THE CLASSIC NIKONOS viewfinder cameras that dominated underwater photography from the 1960s to the 1990s added an element of guesswork to focus and framing.
The upshot was that photographers would compose differently, favouring shooting scenes with creatures in them, rather than creating a frame-filling shot of a single animal.
Since these cameras have fallen from use, so the type of image that they specialised in producing has been forgotten. All our portfolios could benefit from bringing back the Nikonos speciality of the “animal in its environment” type of shot.
Creating a compelling image when shooting a subject small in the frame is much more of challenge than when the subject is on the dome and impossible to ignore.
There are usually two key factors. First, the subject must be positioned in an interesting point in the frame, which is rarely the middle. The best spots are often on the thirds, facing into the space in the picture.

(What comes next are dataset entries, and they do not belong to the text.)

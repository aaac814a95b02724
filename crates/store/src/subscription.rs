use std::collections::HashMap;
use std::sync::{Arc, Mutex, MutexGuard, PoisonError, Weak};

use crate::error::StoreError;
use crate::ids::ConversationId;

type ChangeCallback<T> = Arc<dyn Fn(&T) + Send + Sync>;
type ErrorCallback = Arc<dyn Fn(&StoreError) + Send + Sync>;

/// Live handle for one change subscription.
///
/// Unsubscribing is idempotent, and once `unsubscribe` returns no further
/// callback fires for this handle: delivery and detachment serialize on the
/// same subscriber table lock, and the (id, epoch) pair guards against a
/// recycled slot. Dropping the handle unsubscribes as well.
pub struct Subscription {
    table: Weak<dyn Detach>,
    id: u64,
    epoch: u64,
}

impl Subscription {
    pub fn unsubscribe(&self) {
        if let Some(table) = self.table.upgrade() {
            table.detach(self.id, self.epoch);
        }
    }
}

impl Drop for Subscription {
    fn drop(&mut self) {
        self.unsubscribe();
    }
}

impl std::fmt::Debug for Subscription {
    fn fmt(&self, formatter: &mut std::fmt::Formatter<'_>) -> std::fmt::Result {
        formatter
            .debug_struct("Subscription")
            .field("id", &self.id)
            .field("epoch", &self.epoch)
            .finish()
    }
}

trait Detach: Send + Sync {
    fn detach(&self, id: u64, epoch: u64);
}

struct SubscriberEntry<T: ?Sized> {
    epoch: u64,
    scope: Option<ConversationId>,
    on_change: ChangeCallback<T>,
    on_error: ErrorCallback,
}

struct TableInner<T: ?Sized> {
    next_id: u64,
    next_epoch: u64,
    entries: HashMap<u64, SubscriberEntry<T>>,
}

/// Subscriber table shared by a store backing.
///
/// Callbacks are invoked while the table lock is held; store code must never
/// call back into the same store from inside a callback.
pub(crate) struct SubscriberTable<T: ?Sized> {
    inner: Mutex<TableInner<T>>,
}

impl<T: ?Sized + 'static> SubscriberTable<T> {
    pub(crate) fn new() -> Arc<Self> {
        Arc::new(Self {
            inner: Mutex::new(TableInner {
                next_id: 1,
                next_epoch: 1,
                entries: HashMap::new(),
            }),
        })
    }

    fn lock(&self) -> MutexGuard<'_, TableInner<T>> {
        self.inner.lock().unwrap_or_else(PoisonError::into_inner)
    }

    pub(crate) fn attach(
        self: &Arc<Self>,
        scope: Option<ConversationId>,
        on_change: ChangeCallback<T>,
        on_error: ErrorCallback,
    ) -> Subscription {
        let mut inner = self.lock();
        let id = inner.next_id;
        let epoch = inner.next_epoch;
        inner.next_id += 1;
        inner.next_epoch += 1;
        inner.entries.insert(
            id,
            SubscriberEntry {
                epoch,
                scope,
                on_change,
                on_error,
            },
        );

        let table: Arc<dyn Detach> = self.clone();
        let table: Weak<dyn Detach> = Arc::downgrade(&table);
        Subscription { table, id, epoch }
    }

    /// Pushes a fresh snapshot to every subscriber of `scope`.
    pub(crate) fn publish(&self, scope: Option<ConversationId>, payload: &T) {
        let inner = self.lock();
        for entry in inner.entries.values() {
            if entry.scope == scope {
                (entry.on_change)(payload);
            }
        }
    }

    /// Reports a stream failure to every subscriber of `scope` and detaches
    /// them; a failed subscription is dead until the caller re-subscribes.
    pub(crate) fn fail(&self, scope: Option<ConversationId>, error: &StoreError) {
        let mut inner = self.lock();
        let failed: Vec<u64> = inner
            .entries
            .iter()
            .filter(|(_, entry)| entry.scope == scope)
            .map(|(id, _)| *id)
            .collect();

        for id in failed {
            if let Some(entry) = inner.entries.remove(&id) {
                (entry.on_error)(error);
            }
        }
    }
}

impl<T: ?Sized + 'static> Detach for SubscriberTable<T> {
    fn detach(&self, id: u64, epoch: u64) {
        let mut inner = self.lock();
        let matches = inner
            .entries
            .get(&id)
            .is_some_and(|entry| entry.epoch == epoch);
        if matches {
            inner.entries.remove(&id);
        }
    }
}
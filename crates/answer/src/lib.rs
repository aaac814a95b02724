use std::time::Duration;

use snafu::Snafu;

mod rig_adapter;

pub use futures::future::BoxFuture;
pub use rig_adapter::{RigAnswerClient, STUDY_ASSISTANT_PREAMBLE};

pub const DEFAULT_ANSWER_MODEL: &str = "gpt-4o-mini";
pub const DEFAULT_ANSWER_ENDPOINT: &str = "https://api.openai.com/v1";
pub const DEFAULT_ANSWER_TIMEOUT: Duration = Duration::from_secs(30);
/// Default cap on history turns sent upstream; oldest turns drop first.
pub const DEFAULT_HISTORY_LIMIT: usize = 40;

pub type AnswerResult<T> = Result<T, AnswerError>;

/// Speaker role of one prior turn, as the remote responder sees it.
#[derive(Debug, Clone, Copy, PartialEq, Eq, Hash)]
pub enum TurnRole {
    User,
    Assistant,
}

/// One prior turn of the conversation, oldest first in a history sequence.
#[derive(Debug, Clone, PartialEq, Eq)]
pub struct HistoryTurn {
    pub role: TurnRole,
    pub content: String,
}

impl HistoryTurn {
    pub fn new(role: TurnRole, content: impl Into<String>) -> Self {
        Self {
            role,
            content: content.into(),
        }
    }

    pub fn user(content: impl Into<String>) -> Self {
        Self::new(TurnRole::User, content)
    }

    pub fn assistant(content: impl Into<String>) -> Self {
        Self::new(TurnRole::Assistant, content)
    }
}

#[derive(Debug, Clone, PartialEq, Eq)]
pub struct AnswerRequest {
    pub question: String,
    pub history: Vec<HistoryTurn>,
}

impl AnswerRequest {
    pub fn new(question: impl Into<String>) -> Self {
        Self {
            question: question.into(),
            history: Vec::new(),
        }
    }

    pub fn with_history(mut self, history: Vec<HistoryTurn>) -> Self {
        self.history = history;
        self
    }

    /// History bounded to what the remote service accepts: the most recent
    /// `limit` turns, oldest truncated first.
    pub fn capped_history(&self, limit: usize) -> &[HistoryTurn] {
        let start = self.history.len().saturating_sub(limit);
        &self.history[start..]
    }
}

#[derive(Debug, Snafu)]
#[snafu(visibility(pub(crate)))]
pub enum AnswerError {
    #[snafu(display("answer service timed out after {waited_ms}ms on `{stage}`"))]
    Timeout { stage: &'static str, waited_ms: u64 },
    #[snafu(display("answer service failed on `{stage}`: {details}"))]
    Upstream {
        stage: &'static str,
        details: String,
    },
    #[snafu(display("answer request rejected on `{stage}`: {details}"))]
    Invalid {
        stage: &'static str,
        details: String,
    },
}

/// Connection settings for the remote responder.
#[derive(Debug, Clone, PartialEq, Eq)]
pub struct AnswerConfig {
    pub api_key: String,
    pub endpoint: String,
    pub model: String,
    pub timeout: Duration,
    pub history_limit: usize,
}

impl AnswerConfig {
    pub fn new(api_key: impl Into<String>) -> Self {
        Self {
            api_key: api_key.into().trim().to_string(),
            endpoint: DEFAULT_ANSWER_ENDPOINT.to_string(),
            model: DEFAULT_ANSWER_MODEL.to_string(),
            timeout: DEFAULT_ANSWER_TIMEOUT,
            history_limit: DEFAULT_HISTORY_LIMIT,
        }
    }

    pub fn with_endpoint(mut self, endpoint: impl Into<String>) -> Self {
        self.endpoint = endpoint.into().trim().to_string();
        self
    }

    pub fn with_model(mut self, model: impl Into<String>) -> Self {
        self.model = model.into().trim().to_string();
        self
    }

    pub fn with_timeout(mut self, timeout: Duration) -> Self {
        self.timeout = timeout;
        self
    }

    pub fn with_history_limit(mut self, history_limit: usize) -> Self {
        self.history_limit = history_limit;
        self
    }
}

/// Remote responder boundary: a question plus prior turns in, reply text out.
///
/// One call maps to one upstream request; no retries here. Single-flight per
/// conversation is the reconciler's rule, not this client's.
pub trait AnswerService: Send + Sync {
    fn ask<'a>(&'a self, request: AnswerRequest) -> BoxFuture<'a, AnswerResult<String>>;
}

#[cfg(test)]
mod tests {
    use super::*;

    #[test]
    fn capped_history_keeps_the_most_recent_turns() {
        let request = AnswerRequest::new("next?").with_history(vec![
            HistoryTurn::user("one"),
            HistoryTurn::assistant("two"),
            HistoryTurn::user("three"),
        ]);

        let capped = request.capped_history(2);
        assert_eq!(capped.len(), 2);
        assert_eq!(capped[0].content, "two");
        assert_eq!(capped[1].content, "three");
    }

    #[test]
    fn capped_history_with_room_to_spare_keeps_everything() {
        let request =
            AnswerRequest::new("next?").with_history(vec![HistoryTurn::user("only")]);
        assert_eq!(request.capped_history(10).len(), 1);
    }
}
use std::collections::HashMap;
use std::sync::{Arc, Mutex, MutexGuard, PoisonError};

use arc_swap::ArcSwap;
use snafu::ResultExt;
use tokio::sync::mpsc;

use studyhub_store::{
    ConversationId, ConversationStore, MessageRecord, MessageStore, RegistryEntry,
    SessionRegistry, StoreError, Subscription,
};

use crate::chat::message::Conversation;
use crate::chat::reconcile::merge_views;
use crate::error::{ChatResult, StoreSnafu};
use crate::events::{ChatEvent, NoticeScope};

/// Per-conversation view state the reconciler works on: the merged message
/// list, the submission epoch counter, and the live change subscription.
pub(crate) struct ConversationView {
    pub conversation: Conversation,
    pub next_epoch: u64,
    pub subscription: Option<Subscription>,
}

impl ConversationView {
    fn new(conversation: Conversation) -> Self {
        Self {
            conversation,
            next_epoch: 1,
            subscription: None,
        }
    }
}

/// Session-scoped shared state, passed explicitly to the reconciler and the
/// lifecycle coordinator so parallel tests can hold independent instances.
///
/// Single-writer, multi-reader: only those two components mutate the view
/// map and the active pointer; observers read snapshots and drain the event
/// channel.
pub struct SessionContext {
    store: Arc<dyn ConversationStore>,
    views: Mutex<HashMap<ConversationId, ConversationView>>,
    active: Mutex<Option<ConversationId>>,
    registry_cache: ArcSwap<Vec<RegistryEntry>>,
    events: mpsc::UnboundedSender<ChatEvent>,
    registry_subscription: Mutex<Option<Subscription>>,
}

impl SessionContext {
    /// Builds a context over `store` and returns the event stream observers
    /// drain. The registry change subscription is attached immediately.
    pub fn new(
        store: Arc<dyn ConversationStore>,
    ) -> (Arc<Self>, mpsc::UnboundedReceiver<ChatEvent>) {
        let (events, events_rx) = mpsc::unbounded_channel();

        let context = Arc::new(Self {
            store,
            views: Mutex::new(HashMap::new()),
            active: Mutex::new(None),
            registry_cache: ArcSwap::from_pointee(Vec::new()),
            events,
            registry_subscription: Mutex::new(None),
        });
        context.attach_registry_subscription();

        (context, events_rx)
    }

    pub fn store(&self) -> Arc<dyn ConversationStore> {
        self.store.clone()
    }

    pub fn active_conversation(&self) -> Option<ConversationId> {
        *lock_ignoring_poison(&self.active)
    }

    pub(crate) fn set_active(&self, conversation_id: ConversationId) {
        *lock_ignoring_poison(&self.active) = Some(conversation_id);
    }

    pub(crate) fn clear_active(&self) {
        *lock_ignoring_poison(&self.active) = None;
    }

    /// Latest known registry listing, already sorted.
    pub fn registry_snapshot(&self) -> Arc<Vec<RegistryEntry>> {
        self.registry_cache.load_full()
    }

    pub(crate) fn publish_registry(&self, entries: Vec<RegistryEntry>) {
        self.registry_cache.store(Arc::new(entries));
    }

    /// Cloned view of one conversation, or `None` if it has no open view.
    pub fn conversation_snapshot(&self, conversation_id: ConversationId) -> Option<Conversation> {
        lock_ignoring_poison(&self.views)
            .get(&conversation_id)
            .map(|view| view.conversation.clone())
    }

    pub(crate) fn lock_views(&self) -> MutexGuard<'_, HashMap<ConversationId, ConversationView>> {
        lock_ignoring_poison(&self.views)
    }

    pub(crate) fn emit(&self, event: ChatEvent) {
        let _ = self.events.send(event);
    }

    /// Hydrates a conversation view from the store and attaches its change
    /// subscription, replacing any previous one. Existing local state is
    /// merged, not discarded, so optimistic messages survive a reopen.
    pub(crate) async fn open_view(
        self: &Arc<Self>,
        conversation_id: ConversationId,
        title: String,
    ) -> ChatResult<()> {
        // Subscribe before the snapshot load: a change landing in between is
        // then covered by the load, and one landing after it is delivered.
        let subscription = self.attach_view_subscription(conversation_id);
        {
            let mut views = self.lock_views();
            let view = views
                .entry(conversation_id)
                .or_insert_with(|| ConversationView::new(Conversation::new(conversation_id, title)));
            view.subscription = Some(subscription);
        }

        let remote = self
            .store
            .load_all(conversation_id)
            .await
            .context(StoreSnafu {
                stage: "open-view-load",
            })?;

        {
            let mut views = self.lock_views();
            if let Some(view) = views.get_mut(&conversation_id) {
                view.conversation.messages = merge_views(&view.conversation.messages, &remote);
            }
        }

        self.emit(ChatEvent::ConversationChanged { conversation_id });
        Ok(())
    }

    /// Stops change delivery for a view while keeping its state, so an
    /// in-flight submission keeps a place to land its result.
    pub(crate) fn close_view_subscription(&self, conversation_id: ConversationId) {
        let mut views = self.lock_views();
        if let Some(view) = views.get_mut(&conversation_id) {
            view.subscription = None;
        }
    }

    /// Discards a view entirely; used when its conversation is deleted.
    pub(crate) fn drop_view(&self, conversation_id: ConversationId) {
        self.lock_views().remove(&conversation_id);
    }

    fn attach_registry_subscription(self: &Arc<Self>) {
        let on_change = Arc::downgrade(self);
        let on_error = Arc::downgrade(self);

        let subscription = self.store.subscribe_registry(
            Arc::new(move |entries: &[RegistryEntry]| {
                let Some(context) = on_change.upgrade() else {
                    return;
                };
                context.registry_cache.store(Arc::new(entries.to_vec()));
                context.emit(ChatEvent::RegistryChanged);
            }),
            Arc::new(move |error: &StoreError| {
                let Some(context) = on_error.upgrade() else {
                    return;
                };
                tracing::warn!(error = %error, "registry change stream failed");
                context.emit(ChatEvent::StoreNotice {
                    conversation_id: None,
                    scope: NoticeScope::Connection,
                    details: error.to_string(),
                });
            }),
        );

        *lock_ignoring_poison(&self.registry_subscription) = Some(subscription);
    }

    fn attach_view_subscription(self: &Arc<Self>, conversation_id: ConversationId) -> Subscription {
        let on_change = Arc::downgrade(self);
        let on_error = Arc::downgrade(self);

        // Change callbacks are interrupts: they merge and announce, and never
        // touch submission state or call back into the store.
        self.store.subscribe(
            conversation_id,
            Arc::new(move |records: &[MessageRecord]| {
                let Some(context) = on_change.upgrade() else {
                    return;
                };
                {
                    let mut views = context.lock_views();
                    if let Some(view) = views.get_mut(&conversation_id) {
                        view.conversation.messages =
                            merge_views(&view.conversation.messages, records);
                    }
                }
                context.emit(ChatEvent::ConversationChanged { conversation_id });
            }),
            Arc::new(move |error: &StoreError| {
                let Some(context) = on_error.upgrade() else {
                    return;
                };
                tracing::warn!(
                    conversation_id = %conversation_id,
                    error = %error,
                    "conversation change stream failed"
                );
                context.emit(ChatEvent::StoreNotice {
                    conversation_id: Some(conversation_id),
                    scope: NoticeScope::Connection,
                    details: error.to_string(),
                });
            }),
        )
    }
}

fn lock_ignoring_poison<T>(mutex: &Mutex<T>) -> MutexGuard<'_, T> {
    mutex.lock().unwrap_or_else(PoisonError::into_inner)
}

The second factor is that the negative space shouldn’t be wasted, but should make the picture more eye-catching, ideally telling a grander story of the subject.
This cormorant was hunting beneath an oil-rig in California. I set up my shot to produce a pleasing composition of the legs of the rig, then waited (for a while) for the cormorant to swim to just the right spot.
These pictures can be hard to appreciate viewed small on the back of the camera, but you’ll love them more and more the bigger you view them.